Only the lines below, from the one with "eval.record(&reading(XraySource::ObliqueLeft, 5.0));" through the one with "eval.record(&reading(XraySource::Orthogonal, 0.5));", are to be written out, exactly.

:: INFORMATION SUPPLIED ::

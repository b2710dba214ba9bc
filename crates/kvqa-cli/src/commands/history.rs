//! `kvqa history` — print the measurement history one record per line.

use std::path::Path;

use kvqa_core::HistoryStore;

pub fn run(file: &str) {
    let path = Path::new(file);
    if !path.exists() {
        eprintln!("No history file at {file}");
        eprintln!("Run an analysis first: kvqa analyse");
        std::process::exit(1);
    }

    let store = match HistoryStore::load(path) {
        Ok(s) => s,
        Err(e) => {
            eprintln!("Error: {e}");
            std::process::exit(1);
        }
    };

    for record in store.records() {
        println!("{record}");
    }
    println!("\n{} record(s) in {file}", store.len().saturating_sub(1));
}
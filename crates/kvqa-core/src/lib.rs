//! # kvqa-core
//!
//! Measurement analysis for kV X-ray dose QA on Lynx detector exports.
//!
//! Each `.opg` measurement file holds a 600x600 pixel-intensity grid. The
//! pipeline parses the grid, sums fixed corner quadrants and a central block,
//! classifies which beam fired from those sums, and reports each active
//! source's percentage dose deviation from a calibrated baseline. A batch
//! ends with a pass/fail verdict against the baseline tolerance and one
//! appended history record per (file, source) reading.
//!
//! ## Quick Start
//!
//! ```no_run
//! use std::path::Path;
//! use kvqa_core::{analyze_file, Baseline, ToleranceEvaluator};
//!
//! let baseline = Baseline::load(Path::new("bin/baseline.json"))?;
//! let mut evaluator = ToleranceEvaluator::new();
//!
//! let analysis = analyze_file(Path::new("Measurements/7_image_i_000.opg"), &baseline)?;
//! for reading in &analysis.readings {
//!     println!("{} {:+.1}%", reading.source, reading.deviation);
//!     evaluator.record(reading);
//! }
//! println!("{}", evaluator.verdict(baseline.tolerance));
//! # Ok::<(), Box<dyn std::error::Error>>(())
//! ```
//!
//! ## Pipeline
//!
//! GridLoader → RegionAnalyzer → SourceClassifier → DoseDeviationCalculator,
//! with [`ToleranceEvaluator`] and [`HistoryStore`] accumulating across the
//! batch. Per-file errors never abort a batch; only an unusable baseline
//! stops a run before it starts.

pub mod analyze;
pub mod baseline;
pub mod classify;
pub mod deviation;
pub mod error;
pub mod grid;
pub mod history;
pub mod regions;
pub mod tolerance;

#[cfg(test)]
mod testutil;

pub use analyze::{FileAnalysis, analyze_file, list_measurement_files};
pub use baseline::Baseline;
pub use classify::{Classification, OBLIQUE_MIN, ORTHOGONAL_MIN, XraySource, classify};
pub use deviation::{SourceReading, UNKNOWN_DEVIATION, dose_deviations};
pub use error::{ConfigError, GridError, HistoryError};
pub use grid::{GRID_SIZE, PixelGrid, SATURATION_VALUE};
pub use history::{HistoryStore, header_record, now_timestamp};
pub use regions::{Orientation, RegionStats};
pub use tolerance::{ToleranceEvaluator, Verdict};

/// Library version (from Cargo.toml).
pub const VERSION: &str = env!("CARGO_PKG_VERSION");
//! Batch tolerance evaluation and corrective guidance.

use std::fmt;

use crate::classify::XraySource;
use crate::deviation::SourceReading;

/// Tracks the largest-magnitude deviation across a batch.
///
/// Comparisons use absolute value; the stored deviation keeps its sign.
/// First occurrence wins on exact ties. A classification failure anywhere in
/// the batch is remembered separately and forces the failed verdict.
#[derive(Debug, Default)]
pub struct ToleranceEvaluator {
    max_deviation: f64,
    max_source: Option<XraySource>,
    saw_unknown: bool,
}

impl ToleranceEvaluator {
    pub fn new() -> Self {
        Self::default()
    }

    /// Fold one reading into the running maximum.
    pub fn record(&mut self, reading: &SourceReading) {
        if reading.source == XraySource::Unknown {
            self.saw_unknown = true;
        }
        if reading.deviation.abs() > self.max_deviation.abs() {
            self.max_deviation = reading.deviation;
            self.max_source = Some(reading.source);
        }
    }

    /// Signed deviation with the largest magnitude seen so far.
    pub fn max_deviation(&self) -> f64 {
        self.max_deviation
    }

    /// Source that produced the current maximum.
    pub fn max_source(&self) -> Option<XraySource> {
        self.max_source
    }

    /// Final verdict for the batch.
    pub fn verdict(&self, tolerance: f64) -> Verdict {
        if self.saw_unknown {
            Verdict::Failed
        } else if self.max_deviation.abs() > tolerance {
            Verdict::OutOfTolerance(self.max_deviation)
        } else {
            Verdict::Pass
        }
    }

    /// Physical-setup correction hint keyed off the final maximum.
    ///
    /// A moderately low right-oblique reading is the signature of couch bars
    /// left in the beam path; a high left-oblique reading is the signature of
    /// the couch parked outside the treatment position.
    pub fn guidance(&self) -> Option<&'static str> {
        match self.max_source {
            Some(XraySource::ObliqueRight)
                if self.max_deviation > -20.0 && self.max_deviation < -5.0 =>
            {
                Some("Check that the couch bars are OUT and repeat the oblique measurement")
            }
            Some(XraySource::ObliqueLeft) if self.max_deviation > 20.0 => Some(
                "Check that the couch is in the treatment position and repeat the oblique measurement",
            ),
            _ => None,
        }
    }
}

/// Batch verdict, ordered by precedence.
#[derive(Debug, Clone, Copy, PartialEq)]
pub enum Verdict {
    /// At least one measurement failed to classify.
    Failed,
    /// The largest deviation exceeds the baseline tolerance.
    OutOfTolerance(f64),
    /// Every deviation within tolerance.
    Pass,
}

impl fmt::Display for Verdict {
    fn fmt(&self, f: &mut fmt::Formatter<'_>) -> fmt::Result {
        match self {
            Self::Failed => f.write_str(
                "Analysis failed for at least one measurement, please check files with 'Unknown' source",
            ),
            Self::OutOfTolerance(d) => {
                write!(f, "Maximum dose difference of {d:.1}% OUT OF TOLERANCE")
            }
            Self::Pass => f.write_str("Pass. Dose within tolerance"),
        }
    }
}

// ---------------------------------------------------------------------------
// Tests
// ---------------------------------------------------------------------------

#[cfg(test)]
mod tests {
    use super::*;
    use crate::deviation::UNKNOWN_DEVIATION;

    fn reading(source: XraySource, deviation: f64) -> SourceReading {
        SourceReading { source, deviation }
    }

    // -----------------------------------------------------------------------
    // Maximum tracking
    // -----------------------------------------------------------------------

    #[test]
    fn test_tracks_largest_magnitude() {
        let mut eval = ToleranceEvaluator::new();
        eval.record(&reading(XraySource::Orthogonal, 1.5));
        eval.record(&reading(XraySource::LeftOnly, -4.2));
        eval.record(&reading(XraySource::RightOnly, 2.0));
        assert_eq!(eval.max_deviation(), -4.2);
        assert_eq!(eval.max_source(), Some(XraySource::LeftOnly));
    }

    #[test]
    fn test_first_occurrence_wins_on_tie() {
        let mut eval = ToleranceEvaluator::new();
        eval.record(&reading(XraySource::ObliqueLeft, 5.0));
        eval.record(&reading(XraySource::ObliqueRight, -5.0));
        assert_eq!(eval.max_deviation(), 5.0);
        assert_eq!(eval.max_source(), Some(XraySource::ObliqueLeft));
    }

    #[test]
    fn test_sign_preserved() {
        let mut eval = ToleranceEvaluator::new();
        eval.record(&reading(XraySource::ObliqueRight, -12.0));
        assert_eq!(eval.max_deviation(), -12.0);
    }

    // -----------------------------------------------------------------------
    // Verdict
    // -----------------------------------------------------------------------

    #[test]
    fn test_pass_within_tolerance() {
        let mut eval = ToleranceEvaluator::new();
        eval.record(&reading(XraySource::Orthogonal, 2.0));
        assert_eq!(eval.verdict(3.0), Verdict::Pass);
    }

    #[test]
    fn test_tolerance_boundary_is_strict() {
        let mut eval = ToleranceEvaluator::new();
        eval.record(&reading(XraySource::Orthogonal, 3.0));
        assert_eq!(eval.verdict(3.0), Verdict::Pass);
        eval.record(&reading(XraySource::Orthogonal, -3.1));
        assert_eq!(eval.verdict(3.0), Verdict::OutOfTolerance(-3.1));
    }

    #[test]
    fn test_unknown_forces_failure() {
        let mut eval = ToleranceEvaluator::new();
        eval.record(&reading(XraySource::Orthogonal, 0.5));
        eval.record(&reading(XraySource::Unknown, UNKNOWN_DEVIATION));
        eval.record(&reading(XraySource::RightOnly, 1.0));
        assert_eq!(eval.verdict(3.0), Verdict::Failed);
    }

    #[test]
    fn test_sentinel_participates_in_maximum() {
        let mut eval = ToleranceEvaluator::new();
        eval.record(&reading(XraySource::Unknown, UNKNOWN_DEVIATION));
        assert_eq!(eval.max_deviation(), UNKNOWN_DEVIATION);
        assert_eq!(eval.verdict(3.0), Verdict::Failed);
    }

    #[test]
    fn test_empty_evaluator_passes() {
        let eval = ToleranceEvaluator::new();
        assert_eq!(eval.verdict(3.0), Verdict::Pass);
        assert_eq!(eval.guidance(), None);
    }

    #[test]
    fn test_verdict_messages() {
        assert_eq!(
            Verdict::OutOfTolerance(4.26).to_string(),
            "Maximum dose difference of 4.3% OUT OF TOLERANCE"
        );
        assert_eq!(Verdict::Pass.to_string(), "Pass. Dose within tolerance");
        assert!(Verdict::Failed.to_string().contains("'Unknown' source"));
    }

    // -----------------------------------------------------------------------
    // Guidance
    // -----------------------------------------------------------------------

    #[test]
    fn test_couch_bar_guidance() {
        let mut eval = ToleranceEvaluator::new();
        eval.record(&reading(XraySource::ObliqueRight, -10.0));
        assert_eq!(
            eval.guidance(),
            Some("Check that the couch bars are OUT and repeat the oblique measurement")
        );
    }

    #[test]
    fn test_couch_position_guidance() {
        let mut eval = ToleranceEvaluator::new();
        eval.record(&reading(XraySource::ObliqueLeft, 25.0));
        assert_eq!(
            eval.guidance(),
            Some(
                "Check that the couch is in the treatment position and repeat the oblique measurement"
            )
        );
    }

    #[test]
    fn test_guidance_requires_matching_source() {
        let mut eval = ToleranceEvaluator::new();
        eval.record(&reading(XraySource::ObliqueLeft, -10.0));
        assert_eq!(eval.guidance(), None);

        let mut eval = ToleranceEvaluator::new();
        eval.record(&reading(XraySource::ObliqueRight, 25.0));
        assert_eq!(eval.guidance(), None);
    }

    #[test]
    fn test_guidance_boundaries_are_strict() {
        for dev in [-5.0, -20.0] {
            let mut eval = ToleranceEvaluator::new();
            eval.record(&reading(XraySource::ObliqueRight, dev));
            assert_eq!(eval.guidance(), None, "deviation {dev}");
        }
        let mut eval = ToleranceEvaluator::new();
        eval.record(&reading(XraySource::ObliqueLeft, 20.0));
        assert_eq!(eval.guidance(), None);
    }
}
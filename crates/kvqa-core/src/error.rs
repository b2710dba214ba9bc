//! Typed error values for the analysis core.
//!
//! Per-file errors ([`GridError`]) are recoverable: the batch reports them and
//! moves on to the next measurement. Configuration errors ([`ConfigError`])
//! and history-store errors ([`HistoryError`]) are fatal before any file is
//! processed — a run never starts against a baseline or audit trail it cannot
//! trust.

use std::path::PathBuf;

/// Errors raised while loading or validating the calibration baseline.
#[derive(Debug, thiserror::Error)]
pub enum ConfigError {
    /// The baseline file could not be read.
    #[error("baseline file '{path}' could not be read: {source}")]
    Unreadable {
        path: PathBuf,
        source: std::io::Error,
    },

    /// The baseline file is not a JSON string array.
    #[error("baseline file '{path}' is not a value array: {source}")]
    Malformed {
        path: PathBuf,
        source: serde_json::Error,
    },

    /// The baseline array has the wrong number of slots.
    #[error("baseline holds {found} values, expected {expected}")]
    SlotCount { expected: &'static str, found: usize },

    /// A slot did not parse as its declared numeric type.
    #[error("baseline field '{field}' is not numeric: '{value}'")]
    FieldParse { field: &'static str, value: String },

    /// A numeric slot violates its allowed range.
    #[error("baseline value '{field}' must be {requirement}, got {value}")]
    Range {
        field: &'static str,
        requirement: &'static str,
        value: f64,
    },

    /// Band column extents fall outside the grid or are reversed.
    #[error("band extent {field} ({start}..{end}) is outside 1..=600 or reversed")]
    BandExtent {
        field: &'static str,
        start: u32,
        end: u32,
    },

    /// The baseline file could not be written.
    #[error("failed to write baseline '{path}': {source}")]
    Write {
        path: PathBuf,
        source: std::io::Error,
    },
}

/// Per-file errors raised while parsing a measurement grid.
#[derive(Debug, thiserror::Error)]
pub enum GridError {
    /// The measurement file could not be read.
    #[error("failed to read '{path}': {source}")]
    Read {
        path: PathBuf,
        source: std::io::Error,
    },

    /// A grid row held the wrong number of values after the row label.
    #[error("line {line}: expected {expected} pixel values, found {found}")]
    RaggedRow {
        line: usize,
        expected: usize,
        found: usize,
    },

    /// A pixel token did not parse as a floating-point value.
    #[error("line {line}: unparseable pixel value '{token}'")]
    BadValue { line: usize, token: String },

    /// The file ended before all grid rows were seen.
    #[error("file ended after {rows} of {expected} grid rows")]
    Truncated { rows: usize, expected: usize },
}

/// Errors raised by the persistent measurement history.
#[derive(Debug, thiserror::Error)]
pub enum HistoryError {
    /// The history file exists but could not be read.
    #[error("history file '{path}' could not be read: {source}")]
    Unreadable {
        path: PathBuf,
        source: std::io::Error,
    },

    /// The history file exists but is not a JSON string array. The store
    /// refuses to proceed rather than overwrite an audit trail it cannot
    /// parse.
    #[error("history file '{path}' is not a record array: {source}")]
    Malformed {
        path: PathBuf,
        source: serde_json::Error,
    },

    /// The history file could not be written back.
    #[error("failed to write history '{path}': {source}")]
    Write {
        path: PathBuf,
        source: std::io::Error,
    },
}

impl GridError {
    /// Create a read error.
    pub fn read(path: impl Into<PathBuf>, source: std::io::Error) -> Self {
        Self::Read {
            path: path.into(),
            source,
        }
    }
}

impl ConfigError {
    /// Create an unreadable-baseline error.
    pub fn unreadable(path: impl Into<PathBuf>, source: std::io::Error) -> Self {
        Self::Unreadable {
            path: path.into(),
            source,
        }
    }
}
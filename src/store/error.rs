use crate::models::SessionStatus;

/// Failures surfaced by the file store.
///
/// Absence is never an error: lookups return `Option`/empty `Vec`. The
/// variants here are either caller-recoverable rule violations (duplicate
/// email, double review, reverted status) or genuine store faults
/// (`SequenceMissing`, `Io`, `Serde`).
#[derive(Debug, thiserror::Error)]
pub enum StoreError {
    /// The per-kind id counter is missing from the universe. This means the
    /// backing document is malformed; it is not a user-facing condition.
    #[error("sequence counter {0} not found")]
    SequenceMissing(String),

    #[error("This email already exists")]
    DuplicateEmail(String),

    #[error("Mentor with id: {0} not found")]
    MentorNotFound(u64),

    #[error("Session {0} already reviewed")]
    AlreadyReviewed(u64),

    #[error("session status cannot change from {} to {}", from.as_str(), to.as_str())]
    InvalidTransition {
        from: SessionStatus,
        to: SessionStatus,
    },

    #[error("storage i/o failed: {0}")]
    Io(#[from] std::io::Error),

    #[error("storage serialization failed: {0}")]
    Serde(#[from] serde_json::Error),
}
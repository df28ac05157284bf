use serde::{Deserialize, Serialize};

use super::{Kind, Model, Record};

/// An account. Everyone signs up as a plain user; mentors are users whose
/// role has been updated, and only role=mentor users can receive session
/// requests.
///
/// `email` is unique across all users, enforced at creation time by the
/// store. `password` holds the salted argon2 digest, never the clear text,
/// and is stripped from the outward view along with `role`.
#[derive(Debug, Clone, Serialize, Deserialize, PartialEq, Eq)]
#[serde(rename_all = "camelCase")]
pub struct User {
    pub id: u64,
    pub first_name: String,
    pub last_name: String,
    pub email: String,
    pub password: String,
    pub address: String,
    pub bio: String,
    pub occupation: String,
    pub expertise: String,
    #[serde(default)]
    pub role: Role,
}

impl User {
    /// Build an unsaved user from signup input plus the already-hashed
    /// password. The id is assigned by the store at creation.
    pub fn from_signup(input: SignupInput, password_hash: String) -> Self {
        Self {
            id: 0,
            first_name: input.first_name,
            last_name: input.last_name,
            email: input.email,
            password: password_hash,
            address: input.address,
            bio: input.bio,
            occupation: input.occupation,
            expertise: input.expertise,
            role: Role::User,
        }
    }

    pub fn full_name(&self) -> String {
        format!("{} {}", self.first_name, self.last_name)
    }
}

impl Model for User {
    const KIND: Kind = Kind::User;

    fn id(&self) -> u64 {
        self.id
    }

    fn assign_id(&mut self, id: u64) {
        self.id = id;
    }

    fn into_record(self) -> Record {
        Record::User(self)
    }

    fn from_record(record: Record) -> Option<Self> {
        match record {
            Record::User(user) => Some(user),
            _ => None,
        }
    }

    fn excluded_fields() -> &'static [&'static str] {
        &["password", "role"]
    }
}

/// The role of a user account.
///
/// - `User`: a mentee; can request sessions and review them
/// - `Mentor`: can be assigned sessions and accept/reject them
/// - `Admin`: moderation privileges (e.g. removing reviews)
#[derive(Debug, Clone, Copy, Serialize, Deserialize, PartialEq, Eq, Default)]
#[serde(rename_all = "snake_case")]
pub enum Role {
    #[default]
    User,
    Mentor,
    Admin,
}

impl Role {
    pub fn as_str(&self) -> &'static str {
        match self {
            Self::User => "user",
            Self::Mentor => "mentor",
            Self::Admin => "admin",
        }
    }

    pub fn from_str(s: &str) -> Option<Self> {
        match s {
            "user" => Some(Self::User),
            "mentor" => Some(Self::Mentor),
            "admin" => Some(Self::Admin),
            _ => None,
        }
    }
}

/// Input for creating a new account. `password` is the clear text; it is
/// hashed before the user is constructed.
#[derive(Debug, Clone, Serialize, Deserialize)]
#[serde(rename_all = "camelCase")]
pub struct SignupInput {
    pub first_name: String,
    pub last_name: String,
    pub email: String,
    pub password: String,
    pub address: String,
    pub bio: String,
    pub occupation: String,
    pub expertise: String,
}

/// Credentials for signing in.
#[derive(Debug, Clone, Serialize, Deserialize)]
pub struct SigninInput {
    pub email: String,
    pub password: String,
}

/// Input for updating an existing user. All fields are optional for partial
/// updates; setting `role` to `mentor` is how accounts get promoted.
#[derive(Debug, Clone, Default, Serialize, Deserialize)]
#[serde(rename_all = "camelCase")]
pub struct UpdateUserInput {
    pub first_name: Option<String>,
    pub last_name: Option<String>,
    pub email: Option<String>,
    pub address: Option<String>,
    pub bio: Option<String>,
    pub occupation: Option<String>,
    pub expertise: Option<String>,
    pub role: Option<Role>,
}
use serde::{Deserialize, Serialize};

use super::{Kind, Model, Record};

/// A mentee's rating of a session, at most one per session.
///
/// Everything except `score` and `remark` is derived: `session_id`,
/// `mentor_id`, `mentee_id` and `mentee_full_name` come from the session and
/// the authenticated mentee. The outward view drops `id`; callers address
/// reviews through their session.
#[derive(Debug, Clone, Serialize, Deserialize, PartialEq, Eq)]
#[serde(rename_all = "camelCase")]
pub struct Review {
    pub id: u64,
    pub session_id: u64,
    pub mentor_id: u64,
    pub mentee_id: u64,
    pub mentee_full_name: String,
    /// Scale of 1 - 5.
    pub score: u8,
    pub remark: String,
}

impl Model for Review {
    const KIND: Kind = Kind::Review;

    fn id(&self) -> u64 {
        self.id
    }

    fn assign_id(&mut self, id: u64) {
        self.id = id;
    }

    fn into_record(self) -> Record {
        Record::Review(self)
    }

    fn from_record(record: Record) -> Option<Self> {
        match record {
            Record::Review(review) => Some(review),
            _ => None,
        }
    }

    fn excluded_fields() -> &'static [&'static str] {
        &["id"]
    }
}

/// Input for reviewing a session.
#[derive(Debug, Clone, Serialize, Deserialize)]
pub struct ReviewInput {
    pub score: u8,
    pub remark: String,
}
pub mod api;
pub mod auth;
pub mod models;
pub mod store;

:::

▶ ANSWER TO THIS EXERCISE:
        eval.record(&reading(XraySource::ObliqueLeft, 5.0));
        eval.record(&reading(XraySource::ObliqueRight, -5.0));
        assert_eq!(eval.max_deviation(), 5.0);
        assert_eq!(eval.max_source(), Some(XraySource::ObliqueLeft));
    }

    #[test]
    fn test_sign_preserved() {
        let mut eval = ToleranceEvaluator::new();
        eval.record(&reading(XraySource::ObliqueRight, -12.0));
        assert_eq!(eval.max_deviation(), -12.0);
    }

    // -----------------------------------------------------------------------
    // Verdict
    // -----------------------------------------------------------------------

    #[test]
    fn test_pass_within_tolerance() {
        let mut eval = ToleranceEvaluator::new();
        eval.record(&reading(XraySource::Orthogonal, 2.0));
        assert_eq!(eval.verdict(3.0), Verdict::Pass);
    }

    #[test]
    fn test_tolerance_boundary_is_strict() {
        let mut eval = ToleranceEvaluator::new();
        eval.record(&reading(XraySource::Orthogonal, 3.0));
        assert_eq!(eval.verdict(3.0), Verdict::Pass);
        eval.record(&reading(XraySource::Orthogonal, -3.1));
        assert_eq!(eval.verdict(3.0), Verdict::OutOfTolerance(-3.1));
    }

    #[test]
    fn test_unknown_forces_failure() {
        let mut eval = ToleranceEvaluator::new();
        eval.record(&reading(XraySource::Orthogonal, 0.5));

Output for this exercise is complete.